I watched an interesting debate on PBS yesterday in which two teams argued whether it was beneficial for over 90% of Americans to carry their education through four years of college in order to obtain a bachelor’s degree. By comparison, many innovative societies in the world make do with a much lower percentage of college graduates, even only ten percent of the population. The winning side in the debate convinced a bare plurality of the audience that it is not worth the cost or enrichment of lifestyles for American individuals to divert four years or more of their lives from earning a living or attaining certification in a specific profession to experience the mind-broadening, socialization, and analytical skills that a liberal arts education is said to offer.

My greatest disappointment in the debate and ensuing discussion came from the absence of consideration for the epidemiological effect of so common an experience as a four-year college education has become in American society. Just as the near universality of polio and smallpox inoculations makes those diseases near extinct, the broad exposure of Americans to a level of discourse and analysis that characterizes even the least elite of four-year colleges must raise the amount of critical thinking that goes into every decision made by the society’s members to pursue or support changes in living, the arts, and production. That is the reason that so many educated members of other countries find it most fulfilling to pull up their stakes and come to an American society where their skills and ambitions can thrive in a fertile intellectual environment.
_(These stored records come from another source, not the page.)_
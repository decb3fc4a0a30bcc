//! # RepairMate - Repair shop record keeping
//!
//! Tracks customers, their devices and the repair jobs opened against
//! those devices, backed by a local SQLite file.
//!
//! RepairMate provides:
//! - An append-only record store for customers, devices and repairs
//! - Exact lookups by customer email and device serial
//! - Case-insensitive pattern search over device model and repair status
//! - Invoice computation (total, 7% tax, grand total) and CSV export

pub mod model;
pub mod role;
pub mod storage;
pub mod search;
pub mod invoice;
pub mod export;
pub mod service;
pub mod output;
pub mod config;
pub mod ui;

// Re-exports for convenient access
pub use model::{Customer, Device, Repair};
pub use role::Role;
pub use storage::RepairStore;
pub use invoice::{Invoice, InvoiceTotals};
pub use service::{NewRepair, RepairDesk};

/// Result type alias for RepairMate operations
pub type Result<T> = std::result::Result<T, Error>;

/// Error types for RepairMate operations
#[derive(Debug, thiserror::Error)]
pub enum Error {
    #[error("{0}")]
    Validation(String),

    #[error("{0}")]
    NotFound(String),

    #[error("{0}")]
    Uniqueness(String),

    #[error("{0}")]
    Permission(String),

    #[error("Invalid search pattern: {0}")]
    Pattern(#[from] regex::Error),

    #[error("Storage error: {0}")]
    Storage(#[from] rusqlite::Error),

    #[error("IO error: {0}")]
    Io(#[from] std::io::Error),
}

/// Coarse classification of [`Error`], for callers that branch on the kind
/// of failure rather than its message.
#[derive(Debug, Clone, Copy, PartialEq, Eq)]
pub enum ErrorKind {
    Validation,
    NotFound,
    Uniqueness,
    Permission,
    Pattern,
    Storage,
    Io,
}

impl ErrorKind {
    pub fn as_str(&self) -> &'static str {
        match self {
            ErrorKind::Validation => "validation",
            ErrorKind::NotFound => "not_found",
            ErrorKind::Uniqueness => "uniqueness",
            ErrorKind::Permission => "permission",
            ErrorKind::Pattern => "pattern",
            ErrorKind::Storage => "storage",
            ErrorKind::Io => "io",
        }
    }

    /// Title used when the error is shown to a person
    pub fn title(&self) -> &'static str {
        match self {
            ErrorKind::Permission => "Permission Error",
            _ => "Error",
        }
    }
}

impl std::fmt::Display for ErrorKind {
    fn fmt(&self, f: &mut std::fmt::Formatter<'_>) -> std::fmt::Result {
        write!(f, "{}", self.as_str())
    }
}

impl Error {
    pub fn kind(&self) -> ErrorKind {
        match self {
            Error::Validation(_) => ErrorKind::Validation,
            Error::NotFound(_) => ErrorKind::NotFound,
            Error::Uniqueness(_) => ErrorKind::Uniqueness,
            Error::Permission(_) => ErrorKind::Permission,
            Error::Pattern(_) => ErrorKind::Pattern,
            Error::Storage(_) => ErrorKind::Storage,
            Error::Io(_) => ErrorKind::Io,
        }
    }
}
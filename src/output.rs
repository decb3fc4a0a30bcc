use crate::Error;
use serde::Serialize;
use std::sync::OnceLock;

static QUIET: OnceLock<bool> = OnceLock::new();

pub fn is_quiet() -> bool {
    *QUIET.get_or_init(|| {
        std::env::var("REPAIRMATE_QUIET")
            .map(|v| v == "1" || v.eq_ignore_ascii_case("true"))
            .unwrap_or(false)
    })
}

#[derive(Debug, Clone, Copy, PartialEq, Eq)]
pub enum OutputMode {
    Human,
    Json,
}

impl OutputMode {
    pub fn is_human(&self) -> bool {
        matches!(self, OutputMode::Human)
    }
}

#[derive(Serialize)]
struct SuccessEnvelope<'a, T: Serialize> {
    ok: bool,
    command: &'a str,
    data: T,
}

#[derive(Serialize)]
struct ErrorBody {
    kind: &'static str,
    message: String,
}

#[derive(Serialize)]
struct ErrorEnvelope<'a> {
    ok: bool,
    command: &'a str,
    error: ErrorBody,
}

pub fn success_json<T: Serialize>(command: &str, data: T) -> serde_json::Result<String> {
    serde_json::to_string_pretty(&SuccessEnvelope { ok: true, command, data })
}

pub fn error_json(command: &str, err: &Error) -> serde_json::Result<String> {
    serde_json::to_string_pretty(&ErrorEnvelope {
        ok: false,
        command,
        error: ErrorBody {
            kind: err.kind().as_str(),
            message: err.to_string(),
        },
    })
}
The external economy of college’s wide commonality places a costly burden on Americans buying their membership in that intellectually rich community. Perhaps the judgment can be made that the public benefit of a high general level of critical thinking merits devotion of a greater portion of tax revenues to the subsidization of college tuition and other expenses. To be fair, therefore, it may become necessary to charge immigrants for the cost of having created such an inviting field for them to pursue their dreams.